With Chancellor Rachel Reeves clearly intent on running a “steady as she goes” approach to the economy that won’t “rock the boat” with industry, somebody had better tell her not to read the latest report by Wrap on the industry’s war on plastic.

The update, from the world-first UK Plastics Pact, provides more sobering evidence of how the battle against single-use plastic will be lost unless the industry, consumers and ministers take bold action.

If anyone was in doubt about the scale of the challenge, the recommendation in Wrap’s new guidance on how the use of plastic refill and reuse technology needs to be embraced at scale makes clear the mountain – in this case a giant plastic mountain – that needs to be climbed. And it’s clear that none of the parties will make it to the top on their own.

The backdrop to this important report is sadly a series of disappointing failures by supermarkets and suppliers to reduce reliance on single-use plastic.

Earlier this month, The Grocer revealed  Asda had scrapped its flagship store trials of refillable packaging technology. The trials had featured huge refill stations offering staples from the likes of PG Tips, Vimto, Kellogg’s, Radox and Persil, allowing customers to bring their own containers to fill up on items such as teacoffeericepasta and washing powder.

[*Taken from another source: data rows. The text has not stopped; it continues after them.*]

//! # kondate-core
//!
//! Core types, traits, configuration, signature verification, intent
//! classification, prompt building and recipe parsing for Kondate.

pub mod config;
pub mod error;
pub mod ingredients;
pub mod intent;
pub mod message;
pub mod prompt;
pub mod recipe;
pub mod signature;
pub mod traits;

pub use config::shellexpand;
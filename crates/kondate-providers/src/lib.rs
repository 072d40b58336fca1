//! # kondate-providers
//!
//! Text-generation provider implementations for Kondate.

pub mod anthropic;
pub mod openai;

pub use anthropic::AnthropicProvider;
pub use openai::OpenAiProvider;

Scale of the supermarket refillable change is big

This was just the latest example with other retailers, including Morrisons and M&S, also canning trials of refill aisles, while even Tesco quietly wound up its trial with reusable packaging company Loop as far back as 2022.

Yet Wrap says that in order to ease the “devastating” impact of plastic pollution, rather than scaling back their efforts the industry needs to accelerate at frightening speed.

Its timeline says that by the end of next year, supermarkets must identify at least one entire key food category that could switch the entirety of its operations to refillable or reusable packaging.

The scale of that challenge is truly eye-watering if you consider that Asda’s four trial stores were making as little as £1,000 a week from the combined refill stations at its four locations, before it pulled the plug on the project.

Category managers won’t exactly be lining up to volunteer to go first on Wrap’s roadmap.

Yet it says that by 2035, 30% of all own-label product sales, by volume, should be delivered in either refillable or reusable packaging.

Single-use plastic ban impact

The news will not come as a complete surprise to supermarkets or suppliers as they were confronted with the stark choices facing the UK Plastics Pact at a behind-closed-doors summit earlier this month. 

But there are also series of strong messages to Labour’s new ministers in the document.

Wrap says the government should re-engineer key environmental policies such as EPR, DRS, the plastic packaging tax, single-use plastic bans and VAT on reusable packaging, to make it economically more difficult to continue with the status quo.

As well as the industry deciding which category’s packaging is for the chop by next year, it says ministers must from 2025 onwards engage with industry on how reuse can be “obligated”.

Sadly for Reeves, this is as opposite as it gets to not rocking the boat. But it’s clear that unless drastic action is taken, the UK’s battle against plastic is going to be sunk.